Le jury de ce prix littéraire créé en 2015 (*) a distingué « Un monde de ciel et de terre » publié chez Calmann-Lévy. Un roman extraordinaire qui nous plonge dans les guerres du XXe siècle, nous embarque de Sarajevo à Tachkent, Shanghai et Jérusalem, dans les pas de deux soldats qui s’aiment.
Le roman d’Aleksandar Hemon convoque le monde entier, sauf l’Amérique – si ce n’est à travers quelques personnages secondaires. Pourtant, « Un monde de ciel et de terre » est un grand roman américain. Parmi les plus grands qu’il nous ait été donnés de lire ces derniers temps. Son auteur, Bosnien d’origine, émigré aux Etats-Unis dans les années 1990, a le souffle épique des pionniers, l’âme du migrant, la plume extralucide d’un London ou d’un Steinbeck. Il s’est vu décerner le Grand Prix de littérature américaine, à l’issue de deux tours, dans le cadre propice du restaurant Joe Allen, par sept voix contre trois au « Grand Cercle » de Maggie Shipstead (Les Presses de la Cité). « L’invitée » d’Emma Cline (La Table Ronde) était arrivée en troisième position au premier tour de scrutin.

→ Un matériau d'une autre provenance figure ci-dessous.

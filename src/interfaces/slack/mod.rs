//! Slack webhook receiver: events, button interactions and slash commands.

pub mod api;
pub mod blocks;

use anyhow::Result;
use async_trait::async_trait;
use axum::{
    Router,
    body::Bytes,
    extract::State,
    http::{HeaderMap, StatusCode},
    response::{IntoResponse, Json, Response},
    routing::{get, post},
};
use chrono::{NaiveDate, Utc};
use serde_json::json;
use std::collections::HashMap;
use std::sync::Arc;
use tokio::task::JoinHandle;
use tracing::{error, info, warn};
use uuid::Uuid;

use crate::core::bot::CheckInBot;
use crate::core::ledger::CheckInStatus;
use crate::core::lifecycle::LifecycleComponent;
use crate::core::reminder::ResponseOutcome;
pub use api::SlackMessenger;

/// Requests older than this are rejected as replays.
const MAX_REQUEST_AGE_SECS: u64 = 300;

#[derive(Clone)]
pub struct SlackState {
    pub bot: Arc<CheckInBot>,
    pub slack: Arc<SlackMessenger>,
    pub signing_secret: String,
}

#[derive(serde::Deserialize, Debug)]
struct SlackEventPayload {
    #[serde(rename = "type")]
    event_type: String,
    challenge: Option<String>,
    event: Option<SlackEventDetails>,
}

#[derive(serde::Deserialize, Debug)]
struct SlackEventDetails {
    #[serde(rename = "type")]
    inner_type: String,
    text: Option<String>,
    user: Option<String>,
    channel: Option<String>,
    bot_id: Option<String>,
}

#[derive(serde::Deserialize, Debug)]
struct InteractionPayload {
    user: InteractionUser,
    #[serde(default)]
    actions: Vec<BlockAction>,
    #[serde(default)]
    response_url: String,
}

#[derive(serde::Deserialize, Debug)]
struct InteractionUser {
    id: String,
}

#[derive(serde::Deserialize, Debug)]
struct BlockAction {
    action_id: String,
    value: Option<String>,
}

/// Verify a Slack request signature (`v0=` HMAC-SHA256 over `v0:{ts}:{body}`).
fn verify_slack_signature(
    headers: &HeaderMap,
    body: &[u8],
    signing_secret: &str,
    now_secs: u64,
) -> bool {
    use hmac::Mac;
    use sha2::Sha256;
    type HmacSha256 = hmac::Hmac<Sha256>;

    let timestamp = match headers
        .get("x-slack-request-timestamp")
        .and_then(|v| v.to_str().ok())
    {
        Some(ts) => ts,
        None => return false,
    };
    match timestamp.parse::<u64>() {
        Ok(ts) if now_secs.abs_diff(ts) <= MAX_REQUEST_AGE_SECS => {}
        _ => return false,
    }

    let sig = match headers
        .get("x-slack-signature")
        .and_then(|v| v.to_str().ok())
    {
        Some(s) => s,
        None => return false,
    };

    let mut mac = match HmacSha256::new_from_slice(signing_secret.as_bytes()) {
        Ok(m) => m,
        Err(_) => return false,
    };
    mac.update(format!("v0:{}:", timestamp).as_bytes());
    mac.update(body);
    let expected = format!("v0={}", hex::encode(mac.finalize().into_bytes()));

    // Constant-time comparison
    if sig.len() != expected.len() {
        return false;
    }
    sig.as_bytes()
        .iter()
        .zip(expected.as_bytes().iter())
        .fold(0u8, |acc, (a, b)| acc | (a ^ b))
        == 0
}

fn unix_now() -> u64 {
    std::time::SystemTime::now()
        .duration_since(std::time::UNIX_EPOCH)
        .unwrap_or_default()
        .as_secs()
}

fn reject_unsigned(state: &SlackState, headers: &HeaderMap, body: &[u8]) -> Option<Response> {
    if state.signing_secret.is_empty()
        || verify_slack_signature(headers, body, &state.signing_secret, unix_now())
    {
        return None;
    }
    warn!("Rejected Slack request with an invalid signature");
    Some(
        (
            StatusCode::UNAUTHORIZED,
            Json(json!({ "error": "Invalid signature" })),
        )
            .into_response(),
    )
}

fn bad_request(msg: &str) -> Response {
    (StatusCode::BAD_REQUEST, Json(json!({ "error": msg }))).into_response()
}

fn form_fields(body: &[u8]) -> HashMap<String, String> {
    url::form_urlencoded::parse(body).into_owned().collect()
}

pub fn router(state: SlackState) -> Router {
    Router::new()
        .route("/slack/events", post(slack_events))
        .route("/slack/interactions", post(slack_interactions))
        .route("/slack/commands", post(slack_commands))
        .route("/health", get(health))
        .with_state(state)
}

async fn health(State(state): State<SlackState>) -> Json<serde_json::Value> {
    Json(json!({
        "status": "ok",
        "timestamp": Utc::now().to_rfc3339(),
        "active_prompts": state.bot.reminders().active_count().await,
        "channel": state.bot.channel().await,
    }))
}

async fn slack_events(State(state): State<SlackState>, headers: HeaderMap, body: Bytes) -> Response {
    if let Some(rejection) = reject_unsigned(&state, &headers, &body) {
        return rejection;
    }

    let payload: SlackEventPayload = match serde_json::from_slice(&body) {
        Ok(p) => p,
        Err(_) => return bad_request("Invalid JSON"),
    };

    if payload.event_type == "url_verification"
        && let Some(challenge) = payload.challenge
    {
        return Json(json!({ "challenge": challenge })).into_response();
    }

    if payload.event_type == "event_callback"
        && let Some(event) = payload.event
    {
        if event.bot_id.is_some() {
            return Json(json!({ "status": "ignored_bot" })).into_response();
        }

        if event.inner_type == "app_mention"
            && let (Some(text), Some(user), Some(channel)) = (event.text, event.user, event.channel)
        {
            info!("Mention from {} in {}: {}", user, channel, text);
            // Acknowledge now; Slack retries anything slower than 3 seconds.
            tokio::spawn(async move {
                if let Err(e) = answer_mention(&state, &channel, &text).await {
                    error!("Failed to answer mention in {}: {}", channel, e);
                }
            });
        }
    }

    Json(json!({ "status": "ok" })).into_response()
}

async fn answer_mention(state: &SlackState, channel: &str, text: &str) -> Result<()> {
    let text = text.to_lowercase();
    if text.contains("report") || text.contains("daily") {
        let date = state.bot.today();
        let summaries = state.bot.daily_report(None, date).await?;
        let blocks = state.slack.report_blocks(date, &summaries).await;
        state
            .slack
            .post_message(channel, "Daily Report", Some(blocks))
            .await?;
    } else if text.contains("help") {
        state
            .slack
            .post_message(channel, "Time Tracking Bot Commands", Some(blocks::help_blocks()))
            .await?;
    } else {
        state
            .slack
            .post_message(
                channel,
                "Hi! I'm your time tracking bot. Use `@bot report` to see daily reports or `@bot help` for commands.",
                None,
            )
            .await?;
    }
    Ok(())
}

async fn slack_interactions(
    State(state): State<SlackState>,
    headers: HeaderMap,
    body: Bytes,
) -> Response {
    if let Some(rejection) = reject_unsigned(&state, &headers, &body) {
        return rejection;
    }
    let arrival = Utc::now();

    let payload: InteractionPayload = match form_fields(&body)
        .get("payload")
        .and_then(|raw| serde_json::from_str(raw).ok())
    {
        Some(p) => p,
        None => return bad_request("Invalid interaction payload"),
    };

    let clicks: Vec<(Uuid, CheckInStatus)> = payload
        .actions
        .iter()
        .filter_map(|action| {
            let status = blocks::parse_action_id(&action.action_id)?;
            let prompt_id = action.value.as_deref()?.parse::<Uuid>().ok()?;
            Some((prompt_id, status))
        })
        .collect();

    for (prompt_id, status) in clicks {
        let state = state.clone();
        let subject = payload.user.id.clone();
        let response_url = payload.response_url.clone();
        tokio::spawn(async move {
            handle_click(&state, prompt_id, &subject, status, arrival, &response_url).await;
        });
    }

    StatusCode::OK.into_response()
}

/// Apply one button click and tell the clicker what happened when it was not accepted.
async fn handle_click(
    state: &SlackState,
    prompt_id: Uuid,
    subject: &str,
    status: CheckInStatus,
    arrival: chrono::DateTime<Utc>,
    response_url: &str,
) {
    let reply = match state
        .bot
        .handle_response(prompt_id, subject, status, arrival)
        .await
    {
        Ok(ResponseOutcome::Accepted(change)) => {
            info!(
                "Check-in recorded: {} - {} at {}",
                change.subject,
                change.status,
                state.bot.zone().format_time(change.at)
            );
            None
        }
        Ok(ResponseOutcome::AlreadyResponded) => {
            Some("You have already checked in for this reminder.".to_string())
        }
        Ok(ResponseOutcome::Expired) => {
            Some("⌛ This check-in has closed. Please wait for the next reminder.".to_string())
        }
        Err(e) => {
            error!("Check-in from {} failed: {}", subject, e);
            Some("❌ Error recording check-in. Please try again.".to_string())
        }
    };

    if let Some(text) = reply {
        let body = json!({
            "response_type": "ephemeral",
            "replace_original": false,
            "text": text,
        });
        if let Err(e) = state.slack.respond(response_url, &body).await {
            warn!("Failed to reply to {}: {}", subject, e);
        }
    }
}

async fn slack_commands(
    State(state): State<SlackState>,
    headers: HeaderMap,
    body: Bytes,
) -> Response {
    if let Some(rejection) = reject_unsigned(&state, &headers, &body) {
        return rejection;
    }

    let fields = form_fields(&body);
    let command = fields.get("command").map(String::as_str).unwrap_or_default();
    let channel_id = fields.get("channel_id").cloned().unwrap_or_default();
    let text = fields.get("text").map(|t| t.trim().to_string()).unwrap_or_default();
    let response_url = fields.get("response_url").cloned().unwrap_or_default();

    match command {
        "/set-channel" => {
            if channel_id.is_empty() {
                return bad_request("Missing channel_id");
            }
            state.bot.set_channel(&channel_id).await;
            Json(json!({
                "response_type": "ephemeral",
                "text": format!("✅ Channel set to: <#{}>", channel_id),
            }))
            .into_response()
        }
        "/daily-report" => {
            let date = if text.is_empty() {
                state.bot.today()
            } else {
                match NaiveDate::parse_from_str(&text, "%Y-%m-%d") {
                    Ok(d) => d,
                    Err(_) => {
                        return Json(json!({
                            "response_type": "ephemeral",
                            "text": format!("Invalid date '{}'. Use YYYY-MM-DD.", text),
                        }))
                        .into_response();
                    }
                }
            };
            tokio::spawn(async move {
                let body = match state.bot.daily_report(None, date).await {
                    Ok(summaries) => json!({
                        "response_type": "ephemeral",
                        "blocks": state.slack.report_blocks(date, &summaries).await,
                    }),
                    Err(e) => {
                        error!("Error generating report for {}: {}", date, e);
                        json!({
                            "response_type": "ephemeral",
                            "text": "❌ Error generating report. Please try again.",
                        })
                    }
                };
                if let Err(e) = state.slack.respond(&response_url, &body).await {
                    warn!("Failed to deliver /daily-report: {}", e);
                }
            });
            Json(json!({
                "response_type": "ephemeral",
                "text": format!("Generating report for {}...", date),
            }))
            .into_response()
        }
        other => Json(json!({
            "response_type": "ephemeral",
            "text": format!("Unknown command {}", other),
        }))
        .into_response(),
    }
}

/// HTTP listener for the Slack webhooks.
pub struct SlackServer {
    addr: String,
    state: SlackState,
    handle: Option<JoinHandle<()>>,
}

impl SlackServer {
    pub fn new(host: &str, port: u16, state: SlackState) -> Self {
        Self {
            addr: format!("{}:{}", host, port),
            state,
            handle: None,
        }
    }
}

#[async_trait]
impl LifecycleComponent for SlackServer {
    async fn on_init(&mut self) -> Result<()> {
        if self.state.signing_secret.is_empty() {
            warn!(
                "No Slack signing secret configured. Webhook requests will NOT be verified. \
                 Set SLACK_SIGNING_SECRET for security."
            );
        }
        Ok(())
    }

    async fn on_start(&mut self) -> Result<()> {
        let listener = tokio::net::TcpListener::bind(&self.addr).await?;
        info!("Slack webhooks listening at http://{}/slack/events", self.addr);
        let app = router(self.state.clone());
        self.handle = Some(tokio::spawn(async move {
            if let Err(e) = axum::serve(listener, app).await {
                error!("Slack webhook server crashed: {}", e);
            }
        }));
        Ok(())
    }

    async fn on_shutdown(&mut self) -> Result<()> {
        if let Some(handle) = self.handle.take() {
            handle.abort();
            info!("Slack webhook server stopped");
        }
        Ok(())
    }
}
use chrono::{DateTime, NaiveDate, Utc};
use std::sync::Arc;
use tokio::sync::RwLock;
use tracing::{error, info, warn};
use uuid::Uuid;

use crate::core::config::BotConfig;
use crate::core::ledger::{CheckInStatus, CheckInStore, LedgerError, SubjectFilter};
use crate::core::lifecycle::LifecycleComponent;
use crate::core::messenger::ChatMessenger;
use crate::core::reminder::{ReminderError, ReminderManager, ResponseOutcome};
use crate::core::worktime::{DailySummary, summarize_day};
use crate::core::zone::ReferenceZone;

/// The check-in service shared by the scheduler and the Slack handlers.
pub struct CheckInBot {
    ledger: Arc<dyn CheckInStore>,
    messenger: Arc<dyn ChatMessenger>,
    reminders: ReminderManager,
    zone: ReferenceZone,
    channel: RwLock<Option<String>>,
    priority: Vec<String>,
}

impl CheckInBot {
    pub fn new(
        config: &BotConfig,
        zone: ReferenceZone,
        ledger: Arc<dyn CheckInStore>,
        messenger: Arc<dyn ChatMessenger>,
    ) -> Self {
        let reminders =
            ReminderManager::new(ledger.clone(), messenger.clone(), config.reminder_timeout());
        Self {
            ledger,
            messenger,
            reminders,
            zone,
            channel: RwLock::new(config.slack.channel.clone()),
            priority: config.report.tracked_subjects.clone(),
        }
    }

    pub fn zone(&self) -> ReferenceZone {
        self.zone
    }

    pub fn reminders(&self) -> &ReminderManager {
        &self.reminders
    }

    pub async fn channel(&self) -> Option<String> {
        self.channel.read().await.clone()
    }

    pub async fn set_channel(&self, channel: &str) {
        *self.channel.write().await = Some(channel.to_string());
        info!("Destination channel set to {}", channel);
    }

    /// Dispatch a reminder to the destination channel, if one is configured.
    pub async fn send_reminder(&self) -> Option<Uuid> {
        let Some(channel) = self.channel().await else {
            warn!("Channel ID not set. Skipping reminder.");
            return None;
        };
        match self.reminders.send_reminder(&channel).await {
            Ok(id) => Some(id),
            Err(e) => {
                error!("Reminder dispatch failed: {}", e);
                None
            }
        }
    }

    /// Validate a click and, when accepted, announce the status change.
    /// A failed announcement does not undo the recorded check-in.
    pub async fn handle_response(
        &self,
        prompt_id: Uuid,
        subject: &str,
        status: CheckInStatus,
        arrival: DateTime<Utc>,
    ) -> Result<ResponseOutcome, ReminderError> {
        let outcome = self
            .reminders
            .respond(prompt_id, subject, status, arrival)
            .await?;
        if let ResponseOutcome::Accepted(change) = &outcome
            && let Err(e) = self.messenger.post_status_change(change).await
        {
            warn!(
                "Check-in for {} recorded but the channel notice failed: {}",
                subject, e
            );
        }
        Ok(outcome)
    }

    /// Summaries for `date` in the reference zone, optionally for one subject.
    pub async fn daily_report(
        &self,
        subject: Option<&str>,
        date: NaiveDate,
    ) -> Result<Vec<DailySummary>, LedgerError> {
        let events = self
            .ledger
            .query(SubjectFilter::from(subject), self.zone.day_bounds(date))
            .await?;
        Ok(summarize_day(date, &events, &self.priority))
    }

    pub fn today(&self) -> NaiveDate {
        self.zone.today(Utc::now())
    }

    /// Post today's report to the destination channel. Returns whether it was sent.
    pub async fn broadcast_daily_report(&self) -> bool {
        let Some(channel) = self.channel().await else {
            warn!("Channel ID not set. Skipping daily report.");
            return false;
        };
        let date = self.today();
        let summaries = match self.daily_report(None, date).await {
            Ok(s) => s,
            Err(e) => {
                error!("Error generating report for {}: {}", date, e);
                return false;
            }
        };
        match self.messenger.post_report(&channel, date, &summaries).await {
            Ok(()) => {
                info!("Daily report for {} sent to {}", date, channel);
                true
            }
            Err(e) => {
                error!("Error sending daily report: {}", e);
                false
            }
        }
    }

    pub async fn shutdown(&self) {
        self.reminders.shutdown().await;
    }
}

/// Ties the bot to the process lifecycle so pending reminder timers stop on exit.
pub struct BotComponent(pub Arc<CheckInBot>);

#[async_trait::async_trait]
impl LifecycleComponent for BotComponent {
    async fn on_start(&mut self) -> anyhow::Result<()> {
        match self.0.channel().await {
            Some(channel) => info!("Check-in bot ready, posting to {}", channel),
            None => warn!("Check-in bot ready without a channel; use /set-channel"),
        }
        Ok(())
    }

    async fn on_shutdown(&mut self) -> anyhow::Result<()> {
        self.0.shutdown().await;
        Ok(())
    }
}

#[cfg(test)]
mod tests {
    use super::*;
    use crate::core::testing::{FlakyStore, RecordingMessenger};
    use chrono::{Duration, TimeZone};
    use std::sync::atomic::Ordering;

    fn bot_with(config: BotConfig) -> (CheckInBot, Arc<FlakyStore>, Arc<RecordingMessenger>) {
        let store = FlakyStore::new();
        let messenger = RecordingMessenger::new();
        let zone = config.zone().unwrap();
        let bot = CheckInBot::new(&config, zone, store.clone(), messenger.clone());
        (bot, store, messenger)
    }

    fn config_with_channel() -> BotConfig {
        let mut config = BotConfig::default();
        config.slack.channel = Some("C1".to_string());
        config
    }

    #[tokio::test]
    async fn reminder_is_skipped_without_channel() {
        let (bot, _, messenger) = bot_with(BotConfig::default());
        assert!(bot.send_reminder().await.is_none());
        assert!(messenger.posted.lock().await.is_empty());
    }

    #[tokio::test]
    async fn set_channel_enables_dispatch() {
        let (bot, _, messenger) = bot_with(BotConfig::default());
        bot.set_channel("C7").await;
        let id = bot.send_reminder().await.unwrap();
        assert_eq!(*messenger.posted.lock().await, vec![("C7".to_string(), id)]);
        bot.shutdown().await;
    }

    #[tokio::test]
    async fn accepted_response_is_announced() {
        let (bot, store, messenger) = bot_with(config_with_channel());
        let id = bot.send_reminder().await.unwrap();
        let outcome = bot
            .handle_response(id, "U1", CheckInStatus::Working, Utc::now())
            .await
            .unwrap();
        assert!(matches!(outcome, ResponseOutcome::Accepted(_)));
        let changes = messenger.status_changes.lock().await;
        assert_eq!(changes.len(), 1);
        assert_eq!(changes[0].subject, "U1");
        assert_eq!(store.all_events().await.len(), 1);
        bot.shutdown().await;
    }

    #[tokio::test]
    async fn rejected_response_is_not_announced() {
        let (bot, _, messenger) = bot_with(config_with_channel());
        let id = bot.send_reminder().await.unwrap();
        bot.handle_response(id, "U1", CheckInStatus::Away, Utc::now())
            .await
            .unwrap();
        let again = bot
            .handle_response(id, "U1", CheckInStatus::Away, Utc::now())
            .await
            .unwrap();
        assert_eq!(again, ResponseOutcome::AlreadyResponded);
        assert_eq!(messenger.status_changes.lock().await.len(), 1);
        bot.shutdown().await;
    }

    #[tokio::test]
    async fn daily_report_only_uses_the_reference_day() {
        let mut config = config_with_channel();
        config.timezone = "Asia/Tokyo".to_string();
        let (bot, store, _) = bot_with(config);

        // 2026-05-12 in Tokyo runs from 05-11T15:00Z to 05-12T15:00Z.
        let day_start = Utc.with_ymd_and_hms(2026, 5, 11, 15, 0, 0).unwrap();
        store
            .append("U1", CheckInStatus::Working, day_start - Duration::minutes(30))
            .await
            .unwrap();
        store
            .append("U1", CheckInStatus::Working, day_start + Duration::hours(1))
            .await
            .unwrap();
        store
            .append("U1", CheckInStatus::Break, day_start + Duration::hours(3))
            .await
            .unwrap();

        let date = NaiveDate::from_ymd_opt(2026, 5, 12).unwrap();
        let summaries = bot.daily_report(None, date).await.unwrap();
        assert_eq!(summaries.len(), 1);
        assert_eq!(summaries[0].working_minutes, 120);
        assert_eq!(summaries[0].history.len(), 2);
    }

    #[tokio::test]
    async fn daily_report_filters_by_subject() {
        let (bot, store, _) = bot_with(config_with_channel());
        let t = Utc.with_ymd_and_hms(2026, 5, 12, 9, 0, 0).unwrap();
        store.append("U1", CheckInStatus::Working, t).await.unwrap();
        store.append("U2", CheckInStatus::Working, t).await.unwrap();
        let date = NaiveDate::from_ymd_opt(2026, 5, 12).unwrap();
        let only = bot.daily_report(Some("U2"), date).await.unwrap();
        assert_eq!(only.len(), 1);
        assert_eq!(only[0].subject, "U2");
    }

    #[tokio::test]
    async fn broadcast_requires_channel() {
        let (bot, _, messenger) = bot_with(BotConfig::default());
        assert!(!bot.broadcast_daily_report().await);
        assert!(messenger.reports.lock().await.is_empty());

        bot.set_channel("C3").await;
        assert!(bot.broadcast_daily_report().await);
        let reports = messenger.reports.lock().await;
        assert_eq!(reports.len(), 1);
        assert_eq!(reports[0].0, "C3");
    }

    #[tokio::test]
    async fn component_shutdown_drops_prompts() {
        let (bot, _, _) = bot_with(config_with_channel());
        let bot = Arc::new(bot);
        bot.send_reminder().await.unwrap();
        let mut component = BotComponent(bot.clone());
        component.on_start().await.unwrap();
        component.on_shutdown().await.unwrap();
        assert_eq!(bot.reminders().active_count().await, 0);
    }

    #[tokio::test]
    async fn failed_dispatch_is_logged_not_propagated() {
        let (bot, _, messenger) = bot_with(config_with_channel());
        messenger.fail_posts.store(true, Ordering::SeqCst);
        assert!(bot.send_reminder().await.is_none());
        assert_eq!(bot.reminders().active_count().await, 0);
    }
}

Difficile de résumer un livre aussi foisonnant. Les premières pages du livre nous plongent dans Sarajevo, le jour de l’assassinat de l’archiduc François Ferdinand, déclencheur de la Première Guerre mondiale. A la manière d’un mirage – la ville en 1914 et ses habitants semblent d’emblée si proches… Le lecteur a tôt fait d’adopter, comme un tendre frère, Rafael Pinto, l’apothicaire juif séfarade ébloui par un beau soldat venu lui acheter un médicament. L’instant d’après, il sera témoin de l’attentat qui va changer sa vie et celle de toute une jeunesse européenne.
Couple inséparable
Enrôlé dans l’armée austro-hongroise, Pinto connaît l’enfer des tranchées d’Ukraine, puis des prisons russes de Tachkent. Dans son bataillon bosniaque, il fait la connaissance d’un garçon solaire, Osman. Tous deux vont former un couple inséparable, au-delà de la vie et de la mort, héros involontaires d’un monde à feu et à sang. Car pour eux il n’y aura pas d’entre-deux-guerres. La révolution bolchevique les contraint à fuir et à se séparer.
Avec le fantôme de son amant à ses côtés, et la petite fille que lui a laissée ce dernier, Pinto traverse le désert du Taklamakan, avant de se réfugier à Shanghai, en pleine guerre sino-japonaise. L’épopée se terminera à Jérusalem, en 2001, au gré d’un épilogue étonnant où l’auteur se met lui-même en scène. Déluge de personnages, d’histoires, de visions hallucinées, de situations, toutes extrêmes… Déstabilisé au début, le lecteur, pourtant, ne perd pas le fil. Il s’habitue même au parler et aux mots fleuris (en V.O.) de Pinto.
Aleksandar Hemon nous fait traverser la folie d’un siècle à un train d’enfer. Son roman est un chant de grâce et de colère – le chant de l’exil, de l’errance qui frappe les réfugiés du monde entier, le chant des juifs persécutés, le chant de la différence. Car « Un monde de ciel et de terre » est aussi l’histoire d’une grande passion entre deux hommes, deux soldats qui s’enlacent sous les bombes. Pinto et Osman, les amants magnifiques, nous font croire aux fantômes- anges gardiens, à la flamme éternelle de l’amour qui brave l’horreur du monde. Le ciel et la terre se confondent en une bouleversante étreinte.
(*) Au titre des Echos, nous faisons partie depuis l’origine de ce jury composé de dix membres (journalistes, libraires et éditeurs).